In the same way a library’s card catalog provides basic information about books in a library without having to access the book, a metadata catalog provides basic information about a dataset without having to access the actual data.
Metadata catalogs are important in facilitating data accessibility — that is, the appropriate secure sharing of data between government regulators, and among regulators and the public. You have to know what exists before you can request that it be shared.
We are promoting the use of metadata catalogs by enhancing our own catalog and linking it to other agencies’ catalogs. If other agencies do not have catalogs, we plan to assist in creating and linking them. Our global vision also involves a federated approach to combining national data inventories containing metadata, linked together into a global data inventory.
Data sharing is essential because no single regulator or company alone has access to all of the data needed to paint a complete picture of threats to financial stability. Filling out the full picture requires secure, global data sharing and collaboration.
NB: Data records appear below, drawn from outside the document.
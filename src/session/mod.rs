//! Data-access sessions.
//!
//! A session is the unit of work a [`Transaction`](crate::transaction::Transaction)
//! owns: repositories stage changes on it, and the transaction flushes it
//! once every enlisted scope has committed.
//!
//! ```text
//!   Scope ──commit──▶ Transaction ──flush──▶ UnitOfWork (session)
//!                          │                       ▲   ▲
//!                          └──complete──▶ Ambient ─┘   │
//!                                        (commit)      │
//!                         Repository<T> ───────────────┘
//! ```

mod error;
mod memory;
mod repository;

pub use error::{SessionError, SessionResult};
pub use memory::{MemoryStore, MemoryUnitOfWork};
pub use repository::{Entity, Repository};

/// A data-access session tracked by a transaction.
///
/// Methods take `&self`: the session is shared between the transaction that
/// owns it and the repositories working against it, so implementations keep
/// their own interior mutability.
///
/// A transaction never holds its own lock while calling into the session,
/// so implementations may query the transaction from these methods.
pub trait UnitOfWork: Send + Sync + 'static {
    /// Push every pending change to the data source inside the ambient
    /// transaction.
    fn flush(&self) -> SessionResult<()>;

    /// Called once the ambient transaction has committed. Sessions whose
    /// flushed writes are not enlisted in the ambient transaction make them
    /// durable here; enlisted ones have nothing left to do.
    fn commit(&self) -> SessionResult<()> {
        Ok(())
    }

    /// Release the session. Changes that were not committed are discarded.
    fn close(&self) {}
}

/// Creates a fresh session for every new transaction.
pub trait SessionFactory<U>: Send + Sync {
    fn create(&self) -> SessionResult<U>;
}

impl<U, F> SessionFactory<U> for F
where
    F: Fn() -> SessionResult<U> + Send + Sync,
{
    fn create(&self) -> SessionResult<U> {
        self()
    }
}
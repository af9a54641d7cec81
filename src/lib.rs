//! scopetx - Unit-of-work scopes over a shared transaction
//!
//! This crate coordinates logical unit-of-work boundaries ("scopes") with a
//! data-access session and an ambient transaction. Nested scopes share one
//! transaction; the session is flushed and the ambient transaction
//! completed exactly once, after every scope has committed. A single scope
//! rolling back aborts all of them.
//!
//! # Example
//!
//! ```
//! use scopetx::config::{UnitOfWorkConfig, UnitOfWorkSettings};
//! use scopetx::session::MemoryStore;
//! use scopetx::state::ExecutionContext;
//! use scopetx::transaction::{TransactionManagerLocator, TransactionMode};
//!
//! let store = MemoryStore::new();
//! let sessions = store.clone();
//! let locator = TransactionManagerLocator::new(
//!     UnitOfWorkConfig::new(UnitOfWorkSettings::default())
//!         .with_session_fn(move || Ok(sessions.session())),
//! );
//!
//! let request = ExecutionContext::request();
//! let mut scope = locator.begin_scope(&request, TransactionMode::Default).unwrap();
//! let uow = locator.current(&request).current_unit_of_work().unwrap();
//! uow.insert("users", "1", serde_json::json!({"name": "Alice"})).unwrap();
//! scope.commit().unwrap();
//! locator.end(&request).unwrap();
//!
//! assert!(store.contains("users", "1"));
//! ```

pub mod config;
pub mod session;
pub mod state;
pub mod transaction;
Data inventories are also useful for identifying data gaps. Filling data gaps requires assessing the data needed to answer the key questions we are trying to answer, and comparing the needs with available data. Metadata inventories that precisely describe the available data are thus essential to assess data gaps.
Analysts at federal regulatory agencies can use the inventory to gain an understanding of existing collections among FSOC member agencies, which helps to avoid duplication in designing new data collections or updating existing ones. In this way, the inventory is a tool for minimizing burdens on industry.
The Interagency Data Inventory, which began as an initiative of the FSOC Data Committee, is now in its third year. This year, the inventory contains references to 428 datasets, covering nine FSOC member agencies. The inventory is on the OFR website to promote public understanding of financial regulatory data collections.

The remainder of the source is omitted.